:: Records shown ::

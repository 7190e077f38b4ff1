use std::mem::replace;
use std::panic::{catch_unwind, AssertUnwindSafe};
use std::sync::atomic::{AtomicBool, AtomicUsize, Ordering};

use parking_lot::Mutex;

use crate::config::CALLBACK_SLOTS;

type Callback = Box<dyn FnOnce() + Send>;

enum Slot {
    Empty,
    Armed(Callback),
    Done,
}

impl Default for Slot {
    fn default() -> Self { Slot::Empty }
}

/// Shared flag plus bounded callback registry observed by tokens.
///
/// Cancellation is monotonic. The false→true transition fires each armed
/// callback exactly once in registration order; registrations arriving after
/// the transition fire immediately. Panics inside callbacks are suppressed so
/// one misbehaving callback cannot starve the others.
pub(crate) struct CancelState {
    cancelled: AtomicBool,
    claimed: AtomicUsize,
    slots: [Mutex<Slot>; CALLBACK_SLOTS],
}

impl CancelState {
    pub fn new() -> Self {
        Self {
            cancelled: AtomicBool::new(false),
            claimed: AtomicUsize::new(0),
            slots: Default::default(),
        }
    }

    pub fn is_cancelled(&self) -> bool {
        self.cancelled.load(Ordering::Acquire)
    }

    /// Transition to cancelled. Returns true only for the caller that
    /// performed the transition, all later calls are no-ops.
    pub fn cancel(&self) -> bool {
        if self.cancelled.compare_exchange(false, true, Ordering::AcqRel, Ordering::Acquire).is_err() {
            return false;
        }
        let count = self.claimed.load(Ordering::Acquire).min(CALLBACK_SLOTS);
        for index in 0..count {
            self.fire(index);
        }
        true
    }

    /// Claim a slot and arm it with `callback`. When the state is already
    /// cancelled the callback fires before this method returns.
    pub fn register(&self, callback: Callback) -> Result<usize, ()> {
        let index = self.claimed.fetch_add(1, Ordering::AcqRel);
        if index >= CALLBACK_SLOTS {
            return Err(()); //registry full, claim counter saturates harmlessly
        }
        *self.slots[index].lock() = Slot::Armed(callback);
        if self.is_cancelled() {
            // Cancel may have walked this slot while it was still empty,
            // firing here keeps the fires-exactly-once guarantee either way.
            self.fire(index);
        }
        Ok(index)
    }

    /// Disarm a slot without firing it. No-op when the slot already fired.
    pub fn unregister(&self, index: usize) {
        if let Some(slot) = self.slots.get(index) {
            let mut slot = slot.lock();
            if let Slot::Armed(_) = &*slot {
                *slot = Slot::Empty;
            }
        }
    }

    fn fire(&self, index: usize) {
        //take the callback first, it must run outside the slot lock because
        //it may register or unregister on this same state
        let callback = {
            let mut slot = self.slots[index].lock();
            match replace(&mut *slot, Slot::Done) {
                Slot::Armed(callback) => Some(callback),
                _ => None,
            }
        };
        if let Some(callback) = callback {
            if catch_unwind(AssertUnwindSafe(callback)).is_err() {
                log::warn!("cancellation callback panicked, continuing with remaining callbacks");
            }
        }
    }
}

#[cfg(test)]
mod tests {
    use super::*;
    use std::sync::atomic::AtomicUsize;
    use std::sync::Arc;

    #[test]
    fn test_cancel_is_monotonic_and_idempotent() {
        let state = CancelState::new();
        assert!(!state.is_cancelled());
        assert!(state.cancel());
        assert!(state.is_cancelled());
        for _ in 0..10 {
            assert!(!state.cancel());
            assert!(state.is_cancelled());
        }
    }

    #[test]
    fn test_callbacks_fire_in_registration_order() {
        let state = CancelState::new();
        let order = Arc::new(Mutex::new(Vec::new()));
        for value in 0..4 {
            let order = order.clone();
            state.register(Box::new(move || order.lock().push(value))).unwrap();
        }
        state.cancel();
        assert_eq!(*order.lock(), vec![0, 1, 2, 3]);
    }

    #[test]
    fn test_late_registration_fires_immediately() {
        let state = CancelState::new();
        state.cancel();
        let fired = Arc::new(AtomicUsize::new(0));
        let inner = fired.clone();
        state.register(Box::new(move || { inner.fetch_add(1, Ordering::SeqCst); })).unwrap();
        assert_eq!(fired.load(Ordering::SeqCst), 1);
    }

    #[test]
    fn test_panicking_callback_does_not_stop_others() {
        let state = CancelState::new();
        let fired = Arc::new(AtomicUsize::new(0));
        let inner = fired.clone();
        state.register(Box::new(|| panic!("callback failure"))).unwrap();
        state.register(Box::new(move || { inner.fetch_add(1, Ordering::SeqCst); })).unwrap();
        state.cancel();
        assert_eq!(fired.load(Ordering::SeqCst), 1);
    }

    #[test]
    fn test_registry_capacity_is_bounded() {
        let state = CancelState::new();
        for _ in 0..CALLBACK_SLOTS {
            state.register(Box::new(|| {})).unwrap();
        }
        assert!(state.register(Box::new(|| {})).is_err());
    }

    #[test]
    fn test_unregistered_callback_never_fires() {
        let state = CancelState::new();
        let fired = Arc::new(AtomicUsize::new(0));
        let inner = fired.clone();
        let index = state.register(Box::new(move || { inner.fetch_add(1, Ordering::SeqCst); })).unwrap();
        state.unregister(index);
        state.cancel();
        assert_eq!(fired.load(Ordering::SeqCst), 0);
    }
}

:::

Exercise directions: Could you retype each record exactly as it appears?

Exercise output:
repository 7190e077f38b4ff1
use std::mem::replace;
use std::panic::{catch_unwind, AssertUnwindSafe};
use std::sync::atomic::{AtomicBool, AtomicUsize, Ordering};

use parking_lot::Mutex;

use crate::config::CALLBACK_SLOTS;

type Callback = Box<dyn FnOnce() + Send>;

enum Slot {
    Empty,
    Armed(Callback),
    Done,
}

impl Default for Slot {
    fn default() -> Self { Slot::Empty }
}

/// Shared flag plus bounded callback registry observed by tokens.
///
/// Cancellation is monotonic. The false→true transition fires each armed
/// callback exactly once in registration order; registrations arriving after
/// the transition fire immediately. Panics inside callbacks are suppressed so
/// one misbehaving callback cannot starve the others.
pub(crate) struct CancelState {
    cancelled: AtomicBool,
    claimed: AtomicUsize,
    slots: [Mutex<Slot>; CALLBACK_SLOTS],
}

impl CancelState {
    pub fn new() -> Self {
        Self {
            cancelled: AtomicBool::new(false),
            claimed: AtomicUsize::new(0),
            slots: Default::default(),
        }
    }

    pub fn is_cancelled(&self) -> bool {
        self.cancelled.load(Ordering::Acquire)
    }

    /// Transition to cancelled. Returns true only for the caller that
    /// performed the transition, all later calls are no-ops.
    pub fn cancel(&self) -> bool {
        if self.cancelled.compare_exchange(false, true, Ordering::AcqRel, Ordering::Acquire).is_err() {
            return false;
        }
        let count = self.claimed.load(Ordering::Acquire).min(CALLBACK_SLOTS);
        for index in 0..count {
            self.fire(index);
        }
        true
    }

    /// Claim a slot and arm it with `callback`. When the state is already
    /// cancelled the callback fires before this method returns.
    pub fn register(&self, callback: Callback) -> Result<usize, ()> {
        let index = self.claimed.fetch_add(1, Ordering::AcqRel);
        if index >= CALLBACK_SLOTS {
            return Err(()); //registry full, claim counter saturates harmlessly
        }
        *self.slots[index].lock() = Slot::Armed(callback);
        if self.is_cancelled() {
            // Cancel may have walked this slot while it was still empty,
            // firing here keeps the fires-exactly-once guarantee either way.
            self.fire(index);
        }
        Ok(index)
    }

    /// Disarm a slot without firing it. No-op when the slot already fired.
    pub fn unregister(&self, index: usize) {
        if let Some(slot) = self.slots.get(index) {
            let mut slot = slot.lock();
            if let Slot::Armed(_) = &*slot {
                *slot = Slot::Empty;
            }
        }
    }

    fn fire(&self, index: usize) {
        //take the callback first, it must run outside the slot lock because
        //it may register or unregister on this same state
        let callback = {
            let mut slot = self.slots[index].lock();
            match replace(&mut *slot, Slot::Done) {
                Slot::Armed(callback) => Some(callback),
                _ => None,
            }
        };
        if let Some(callback) = callback {
            if catch_unwind(AssertUnwindSafe(callback)).is_err() {
                log::warn!("cancellation callback panicked, continuing with remaining callbacks");
            }
        }
    }
}

#[cfg(test)]
mod tests {
    use super::*;
    use std::sync::atomic::AtomicUsize;
    use std::sync::Arc;

    #[test]
    fn test_cancel_is_monotonic_and_idempotent() {
        let state = CancelState::new();
        assert!(!state.is_cancelled());
        assert!(state.cancel());
        assert!(state.is_cancelled());
        for _ in 0..10 {
            assert!(!state.cancel());
            assert!(state.is_cancelled());
        }
    }

    #[test]
    fn test_callbacks_fire_in_registration_order() {
        let state = CancelState::new();
        let order = Arc::new(Mutex::new(Vec::new()));
        for value in 0..4 {
            let order = order.clone();
            state.register(Box::new(move || order.lock().push(value))).unwrap();
        }
        state.cancel();
        assert_eq!(*order.lock(), vec![0, 1, 2, 3]);
    }

    #[test]
    fn test_late_registration_fires_immediately() {
        let state = CancelState::new();
        state.cancel();
        let fired = Arc::new(AtomicUsize::new(0));
        let inner = fired.clone();
        state.register(Box::new(move || { inner.fetch_add(1, Ordering::SeqCst); })).unwrap();
        assert_eq!(fired.load(Ordering::SeqCst), 1);
    }

    #[test]
    fn test_panicking_callback_does_not_stop_others() {
        let state = CancelState::new();
        let fired = Arc::new(AtomicUsize::new(0));
        let inner = fired.clone();
        state.register(Box::new(|| panic!("callback failure"))).unwrap();
        state.register(Box::new(move || { inner.fetch_add(1, Ordering::SeqCst); })).unwrap();
        state.cancel();
        assert_eq!(fired.load(Ordering::SeqCst), 1);
    }

    #[test]
    fn test_registry_capacity_is_bounded() {
        let state = CancelState::new();
        for _ in 0..CALLBACK_SLOTS {
            state.register(Box::new(|| {})).unwrap();
        }
        assert!(state.register(Box::new(|| {})).is_err());
    }

    #[test]
    fn test_unregistered_callback_never_fires() {
        let state = CancelState::new();
        let fired = Arc::new(AtomicUsize::new(0));
        let inner = fired.clone();
        let index = state.register(Box::new(move || { inner.fetch_add(1, Ordering::SeqCst); })).unwrap();
        state.unregister(index);
        state.cancel();
        assert_eq!(fired.load(Ordering::SeqCst), 0);
    }
}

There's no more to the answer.